It's something Aldridge -- who announced his retirement for the second time on Friday -- never really got to do in 16 NBA seasons. He started his career as the third wheel to a preordained Brandon Roy-Greg Oden dynasty, and by the time injuries ruined it, Lillard's ascent rendered him a sidekick on the only team he'd ever known. The egalitarian theory of the Spurs offered an alternative that Kawhi Leonard's brilliance swallowed in practice. Aldridge asked for a trade after his second season in San Antonio and rescinded it only after Leonard's injury granted him the spotlight he so craved but never quite deserved. The Aldridge-led Spurs were good. They made the playoffs. But without a Leonard-caliber leading man, Aldridge was never going to win a championship. 

It makes his career an interesting case study in compromise. Sidekicking is notoriously tedious. Stars routinely grumble about the sacrifices it takes to win alongside superior teammates, but Aldridge never got the chance. He reached the conference finals only once, and by the time he was willing to sacrifice enough of the trappings of stardom to reach the absolute highest levels of winning, it was too late. Aldridge played only five games on the contending 2020-21 Nets before a heart condition ended his season. He played 47 more games for the Nets in 2021-22, but the team fell way short of expectations. It was the least satisfying possible outcome for Aldridge's career: he never held the keys to a franchise as Lillard does now, nor did he have the chance to ride shotgun on the way to someone else's championship. 

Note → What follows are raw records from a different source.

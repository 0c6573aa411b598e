//! The daemon's event loop.
//!
//! One task owns the hotkey matcher and consumes [`DaemonEvent`]s strictly in
//! arrival order.  Settings are read from the shared cache on every key event,
//! so a saved settings file takes effect on the next keystroke without any
//! file I/O on the hot path.

use std::ops::ControlFlow;
use std::path::PathBuf;
use std::sync::Arc;
use std::time::{Duration, Instant};

use anyhow::{bail, Result};
use tokio::sync::{mpsc, RwLock};
use tracing::{debug, error, info, warn};

use crate::dispatch::{Dispatcher, Launcher, Outcome};
use crate::event::DaemonEvent;
use crate::hotkey::{HotkeyMatcher, KeyEvent, MatchResult};
use crate::settings::Settings;
use crate::status::{self, DaemonState, DaemonStatus};

/// How long a freshly launched recorder counts as running before the process
/// monitor has seen it.  Longer than the monitor's poll interval.
pub const LAUNCH_GRACE: Duration = Duration::from_secs(5);

/// Why the loop stopped.
#[derive(Debug, PartialEq, Eq)]
pub enum Stop {
    Shutdown,
    DeviceFailed(String),
}

pub struct Daemon<L> {
    matcher: HotkeyMatcher,
    settings: Arc<RwLock<Settings>>,
    dispatcher: Dispatcher<L>,
    recorder_running: bool,
    /// Set when we start the recorder ourselves, cleared once the monitor
    /// reports on it or the grace period runs out.
    launched_at: Option<Instant>,
    launch_grace: Duration,
    status: DaemonStatus,
    status_path: PathBuf,
}

impl<L: Launcher> Daemon<L> {
    pub fn new(
        settings: Arc<RwLock<Settings>>,
        dispatcher: Dispatcher<L>,
        status: DaemonStatus,
        status_path: PathBuf,
    ) -> Self {
        Self {
            matcher: HotkeyMatcher::new(),
            settings,
            dispatcher,
            recorder_running: false,
            launched_at: None,
            launch_grace: LAUNCH_GRACE,
            status,
            status_path,
        }
    }

    /// Processes events until shutdown.  A keyboard that could not be
    /// re-acquired is an error.
    pub async fn run(mut self, mut rx: mpsc::Receiver<DaemonEvent>) -> Result<()> {
        info!("event loop started");
        while let Some(event) = rx.recv().await {
            match self.handle(event).await {
                ControlFlow::Continue(()) => {}
                ControlFlow::Break(Stop::Shutdown) => return Ok(()),
                ControlFlow::Break(Stop::DeviceFailed(e)) => {
                    bail!("keyboard lost and could not be re-acquired: {e}")
                }
            }
        }
        info!("all event sources closed");
        Ok(())
    }

    pub async fn handle(&mut self, event: DaemonEvent) -> ControlFlow<Stop> {
        match event {
            DaemonEvent::Key(key) => self.on_key(&key).await,

            DaemonEvent::UnrecognizedKey(code) => {
                debug!(code, "ignoring unrecognized key code");
            }

            DaemonEvent::DeviceLost(e) => {
                // Releases during the outage were never seen.
                self.matcher.reset();
                self.status.error = Some(format!("Keyboard lost: {e}"));
                self.write_status();
            }

            DaemonEvent::DeviceReacquired(name) => {
                info!(keyboard = %name, "listening again");
                self.matcher.reset();
                self.status.keyboard = Some(name);
                self.status.error = None;
                self.write_status();
            }

            DaemonEvent::DeviceFailed(e) => {
                error!(error = %e, "giving up on the keyboard");
                self.status.keyboard = None;
                self.status.error = Some(format!("Keyboard lost: {e}"));
                self.write_status();
                return ControlFlow::Break(Stop::DeviceFailed(e));
            }

            DaemonEvent::SettingsReloaded(settings) => {
                info!(
                    backend = %settings.backend,
                    hotkey = %settings.clip_hotkey,
                    "settings reloaded"
                );
                *self.settings.write().await = settings;
            }

            DaemonEvent::RecorderStarted => {
                self.recorder_running = true;
                self.launched_at = None;
                self.status.state = DaemonState::Recording;
                self.write_status();
            }

            DaemonEvent::RecorderStopped => {
                self.recorder_running = false;
                self.launched_at = None;
                self.status.state = DaemonState::Idle;
                self.write_status();
            }

            DaemonEvent::Shutdown => {
                info!("shutting down");
                self.status.state = DaemonState::Idle;
                self.status.keyboard = None;
                self.status.error = None;
                self.write_status();
                return ControlFlow::Break(Stop::Shutdown);
            }
        }
        ControlFlow::Continue(())
    }

    async fn on_key(&mut self, key: &KeyEvent) {
        let settings = Arc::clone(&self.settings);
        let settings = settings.read().await;

        if self.matcher.on_event(key, &settings.clip_hotkey) != MatchResult::Matched {
            return;
        }
        info!(hotkey = %settings.clip_hotkey, backend = %settings.backend, "clip hotkey pressed");

        let recorder_running = self.recorder_running();
        match self.dispatcher.dispatch(&settings, recorder_running) {
            Ok(Outcome::Launched(program)) => {
                debug!(%program, "backend started");
                if settings.backend.executable().is_some() {
                    self.launched_at = Some(Instant::now());
                }
                self.status.mark_triggered();
                self.status.error = None;
            }
            Ok(Outcome::AlreadyRunning) => {
                info!(backend = %settings.backend, "recorder already running, not starting another");
                return;
            }
            Err(e) => {
                warn!(error = %e, "hotkey action failed");
                self.status.error = Some(e.to_string());
            }
        }
        self.write_status();
    }

    /// The monitor's view, or a launch of ours it has not polled yet.
    fn recorder_running(&mut self) -> bool {
        if let Some(at) = self.launched_at {
            if at.elapsed() < self.launch_grace {
                return true;
            }
            debug!("launched recorder never showed up in the process list");
            self.launched_at = None;
        }
        self.recorder_running
    }

    fn write_status(&self) {
        status::write_status(&self.status_path, &self.status);
    }

    #[cfg(test)]
    fn matcher(&self) -> &HotkeyMatcher {
        &self.matcher
    }
}
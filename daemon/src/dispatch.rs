//! Turns a hotkey match into the configured backend action.
//!
//! The dispatcher only starts processes.  A launched recorder runs in its own
//! process group with no link back to the daemon: stopping the daemon never
//! stops the recorder, and the daemon never blocks on it.
use std::io;
use std::path::{Path, PathBuf};
use std::process::Stdio;

use tracing::{info, warn};

use crate::settings::{Backend, Settings};

/// Summary line of the desktop notification sent by the `notify` backend.
pub const NOTIFICATION_TITLE: &str = "flux";
pub const NOTIFICATION_BODY: &str = "Clip hotkey pressed";

#[derive(Debug, thiserror::Error)]
pub enum DispatchError {
    #[error("backend {0} not supported")]
    UnsupportedBackend(String),

    #[error("failed to launch {program}: {source}")]
    Spawn {
        program: String,
        #[source]
        source: io::Error,
    },
}

/// Starts an external program without waiting for it.
pub trait Launcher: Send + Sync {
    fn launch(&self, program: &str, args: &[String]) -> Result<(), DispatchError>;
}

// ── Commands ──────────────────────────────────────────────────────────────────

#[derive(Debug, Clone, PartialEq, Eq)]
pub struct RecorderCommand {
    pub program: String,
    pub args: Vec<String>,
}

impl RecorderCommand {
    /// `gpu-screen-recorder` in replay mode, one flag per setting.
    pub fn gpu_screen_recorder(settings: &Settings, home: &Path) -> Self {
        let output = settings.output_path(home);
        let args = [
            ("-w", settings.window.clone()),
            ("-f", settings.framerate.to_string()),
            ("-r", settings.replay_time.to_string()),
            ("-c", settings.container.as_str().to_string()),
            ("-o", output.to_string_lossy().into_owned()),
            ("-a", settings.audio.clone()),
            ("-k", settings.codec.clone()),
            ("-q", settings.quality.to_string()),
            ("-fm", settings.framerate_mode.as_str().to_string()),
            ("-bm", settings.bitrate_mode.as_str().to_string()),
        ]
        .into_iter()
        .flat_map(|(flag, value)| [flag.to_string(), value])
        .collect();

        Self {
            program: "gpu-screen-recorder".to_string(),
            args,
        }
    }

    pub fn notification() -> Self {
        Self {
            program: "notify-send".to_string(),
            args: vec![NOTIFICATION_TITLE.to_string(), NOTIFICATION_BODY.to_string()],
        }
    }
}

// ── Dispatcher ────────────────────────────────────────────────────────────────

#[derive(Debug, PartialEq, Eq)]
pub enum Outcome {
    /// The named program was started.
    Launched(String),
    /// The backend's recorder is already running; nothing was started.
    AlreadyRunning,
}

pub struct Dispatcher<L> {
    launcher: L,
    /// Interactive user's home, for `~` in the output path.
    home: PathBuf,
}

impl<L: Launcher> Dispatcher<L> {
    pub fn new(launcher: L, home: PathBuf) -> Self {
        Self { launcher, home }
    }

    /// Runs the action for `settings.backend`.
    ///
    /// `recorder_running` comes from the process monitor; when set, the
    /// recorder is not launched a second time.
    pub fn dispatch(&self, settings: &Settings, recorder_running: bool) -> Result<Outcome, DispatchError> {
        let command = match &settings.backend {
            Backend::GpuScreenRecorder => {
                if recorder_running {
                    return Ok(Outcome::AlreadyRunning);
                }
                RecorderCommand::gpu_screen_recorder(settings, &self.home)
            }
            Backend::Notify => RecorderCommand::notification(),
            Backend::Obs | Backend::Unsupported(_) => {
                return Err(DispatchError::UnsupportedBackend(settings.backend.to_string()));
            }
        };

        info!(program = %command.program, args = ?command.args, "starting backend");
        self.launcher.launch(&command.program, &command.args)?;
        Ok(Outcome::Launched(command.program))
    }

    #[cfg(test)]
    pub fn launcher(&self) -> &L {
        &self.launcher
    }
}

// ── Production launcher ───────────────────────────────────────────────────────

/// Spawns detached children on the tokio runtime.
///
/// The child gets its own process group (terminal Ctrl+C is not forwarded),
/// no stdin, and is not killed when its handle drops.  A reaper task collects
/// the exit status so finished children do not linger as zombies.
#[derive(Debug, Default, Clone, Copy)]
pub struct DetachedLauncher;

impl Launcher for DetachedLauncher {
    fn launch(&self, program: &str, args: &[String]) -> Result<(), DispatchError> {
        let mut command = std::process::Command::new(program);
        command.args(args).stdin(Stdio::null());
        #[cfg(unix)]
        {
            use std::os::unix::process::CommandExt;
            command.process_group(0);
        }

        let mut child = tokio::process::Command::from(command)
            .kill_on_drop(false)
            .spawn()
            .map_err(|source| DispatchError::Spawn {
                program: program.to_string(),
                source,
            })?;

        let program = program.to_string();
        tokio::spawn(async move {
            match child.wait().await {
                Ok(status) if status.success() => info!(%program, "backend exited"),
                Ok(status) => warn!(%program, %status, "backend exited with failure"),
                Err(e) => warn!(%program, error = %e, "failed to wait for backend"),
            }
        });
        Ok(())
    }
}

// ── Tests ─────────────────────────────────────────────────────────────────────


#[cfg(test)]
mod tests {
    use super::testing::RecordingLauncher;
    use super::*;
    use crate::settings::{BitrateMode, Container, FramerateMode};

    fn dispatcher() -> Dispatcher<RecordingLauncher> {
        Dispatcher::new(RecordingLauncher::default(), PathBuf::from("/home/alice"))
    }

    fn settings_with(backend: Backend) -> Settings {
        Settings {
            backend,
            ..Settings::default()
        }
    }

    // ── RecorderCommand ───────────────────────────────────────────────────────

    #[test]
    fn default_recorder_arguments() {
        let cmd = RecorderCommand::gpu_screen_recorder(&Settings::default(), Path::new("/home/alice"));
        assert_eq!(cmd.program, "gpu-screen-recorder");
        assert_eq!(
            cmd.args,
            [
                "-w", "screen",
                "-f", "60",
                "-r", "30",
                "-c", "mp4",
                "-o", "/home/alice/Videos/clip",
                "-a", "default_output",
                "-k", "h264",
                "-q", "20",
                "-fm", "vfr",
                "-bm", "cqp",
            ]
        );
    }

    #[test]
    fn recorder_arguments_follow_settings() {
        let settings = Settings {
            window: "DP-2".to_string(),
            framerate: 144,
            replay_time: 120,
            container: Container::Mkv,
            output: "/srv/clips".to_string(),
            audio: "default_input".to_string(),
            codec: "av1".to_string(),
            quality: 35,
            framerate_mode: FramerateMode::Cfr,
            bitrate_mode: BitrateMode::Vbr,
            ..Settings::default()
        };
        let cmd = RecorderCommand::gpu_screen_recorder(&settings, Path::new("/home/alice"));
        assert_eq!(
            cmd.args,
            [
                "-w", "DP-2",
                "-f", "144",
                "-r", "120",
                "-c", "mkv",
                "-o", "/srv/clips",
                "-a", "default_input",
                "-k", "av1",
                "-q", "35",
                "-fm", "cfr",
                "-bm", "vbr",
            ]
        );
    }

    // ── dispatch ──────────────────────────────────────────────────────────────

    #[test]
    fn gpu_screen_recorder_is_launched() {
        let d = dispatcher();
        let outcome = d.dispatch(&Settings::default(), false).unwrap();
        assert_eq!(outcome, Outcome::Launched("gpu-screen-recorder".to_string()));

        let calls = d.launcher().calls();
        assert_eq!(calls.len(), 1);
        assert_eq!(calls[0].0, "gpu-screen-recorder");
        assert_eq!(calls[0].1.len(), 20);
    }

    #[test]
    fn running_recorder_is_not_launched_again() {
        let d = dispatcher();
        let outcome = d.dispatch(&Settings::default(), true).unwrap();
        assert_eq!(outcome, Outcome::AlreadyRunning);
        assert!(d.launcher().calls().is_empty());
    }

    #[test]
    fn notify_backend_sends_notification() {
        let d = dispatcher();
        let outcome = d.dispatch(&settings_with(Backend::Notify), true).unwrap();
        assert_eq!(outcome, Outcome::Launched("notify-send".to_string()));
        assert_eq!(
            d.launcher().calls(),
            vec![(
                "notify-send".to_string(),
                vec![NOTIFICATION_TITLE.to_string(), NOTIFICATION_BODY.to_string()]
            )]
        );
    }

    #[test]
    fn unknown_backend_is_reported_and_nothing_spawns() {
        let d = dispatcher();
        let err = d
            .dispatch(&settings_with(Backend::Unsupported("unknown-tool".to_string())), false)
            .unwrap_err();
        assert!(matches!(&err, DispatchError::UnsupportedBackend(name) if name == "unknown-tool"));
        assert_eq!(err.to_string(), "backend unknown-tool not supported");
        assert!(d.launcher().calls().is_empty());
    }

    #[test]
    fn obs_is_not_supported_yet() {
        let d = dispatcher();
        let err = d.dispatch(&settings_with(Backend::Obs), false).unwrap_err();
        assert!(matches!(err, DispatchError::UnsupportedBackend(name) if name == "obs"));
        assert!(d.launcher().calls().is_empty());
    }

    // ── DetachedLauncher ──────────────────────────────────────────────────────

    #[tokio::test]
    async fn detached_launcher_reports_missing_program() {
        let err = DetachedLauncher
            .launch("flux-no-such-program-7c1e", &[])
            .unwrap_err();
        assert!(matches!(err, DispatchError::Spawn { ref program, .. } if program == "flux-no-such-program-7c1e"));
    }

    #[cfg(unix)]
    #[tokio::test]
    async fn detached_launcher_starts_program() {
        DetachedLauncher.launch("true", &[]).unwrap();
    }
}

It was ultimately a case of poor luck on both fronts, and it dates back to the very beginning of his career. The Toronto Raptors held the No. 1 overall pick in the 2006 NBA Draft, and despite the pleas of fellow Texan Chris Bosh, opted for Andrea Bargnani as their top choice. That robbed Aldridge of an ideal long-term frontcourt partner, a modern mismatch machine of a duo that would have drawn opposing bigs out of the paint a full decade before they were ready to. One pick later, the Chicago Bulls drafted him at No. 2, and for a moment, the chance to serve as Michael Jordan's long-awaited successor could have made Aldridge one of the league's brightest young stars. That pick's original owner offered similar marketability. Had they not traded for Eddy Curry, Aldridge may well have begun his career as the face of the New York Knicks

But big market fame eluded him after a trade to Portland that should have earned him some jewelry. Injuries to Oden and Roy and then Leonard in San Antonio only scratch the surface of why it didn't. The 2013-14 Blazers started the season 31-9 before injuries to Aldridge cost them a possible 60-win season. A year later, Portland trailed only the nascent Warriors in the Western Conference standings when Wes Matthews tore his Achilles and knocked the Blazers out of championship contention. Neither was Aldridge's best team, though. That honor belongs to the historically overlooked 2016 Spurs. 

Fun fact: the 73-win Warriors of 2016 didn't have the NBA's best point differential. San Antonio's plus-11.1 net rating outpaced Golden State's plus-10.6. The Spurs had the NBA's No. 4-ranked offense and best overall defense, but ran into a Durant-shaped buzzsaw in the second round of the postseason. Durant's Warriors knocked Aldridge and the Spurs out of the postseason again a year later when Leonard landed on Zaza Pachulia's foot in what would have been a Game 1 rout. Just like that, Aldridge's title hopes were dashed. His loss, ironically, was the gain of one of his draftmates. Kyle Lowry also had a brief window to contend with Leonard, but when that very Raptors team that didn't draft Aldridge ran into Durant in 2019, the player that deprived Aldridge of his title was injured. 

Lowry will forever be remembered as a champion based on that run, and justifiably so, but he benefited from circumstances that deprived Aldridge of the same privilege. By most traditional measures of individual success—points, All-Star appearances, All-NBA nods, career earnings—his career was superior. It won't be remembered quite as fondly without that feather in his cap. It's no wonder Aldridge was so image-conscious in 2015. Portland couldn't give him a championship, but it couldn't give him what it gave Lillard, either. 

It makes legislating his legacy a somewhat complicated affair. Aldridge fits in no defined box and his career has no identifiable arc. He was a constant, never changing a mid-range shooting style that carried him from evolutionary to anachronism across a changing league. For over a decade, he flirted with the traditional benchmark of big man stardom—the coveted "20 and 10" status symbol that has long since gone out of fashion—yet between 2008 and 2018, his scoring never deviated by more than six points per game. He just kept chugging along, putting up All-Star caliber numbers on teams only locals and league pass junkies ever watched.

It irked Aldridge enough to take matters into his own hands. He asked for trades in 2013 and 2017 and used free agency to change teams in 2015, always looking for something slightly different. Perhaps sensing the end was near, he used a recent buyout to take one last swing at the championship that eluded him. But in the grand scheme of his career, it seems appropriate that he won't end up winning one. Not because he isn't deserving, but because without one, the discourse will have to meet him on his terms. Remembering LaMarcus Aldridge means reckoning with an often unsatisfying career, but an enormously successful one regardless. 

Those unkind circumstances can enforce a somewhat more honest conversation about who Aldridge was as a player. There is no easy narrative, no legendary team, or mind-boggling statistic to condense his contributions into. He won't be on billboards now that his career is over. He was just a great player whose talent was narrowly beaten out by his poor luck. That luck robbed him of the attention his talent warranted during his career. With some distance, it's praise he more than deserves in retirement.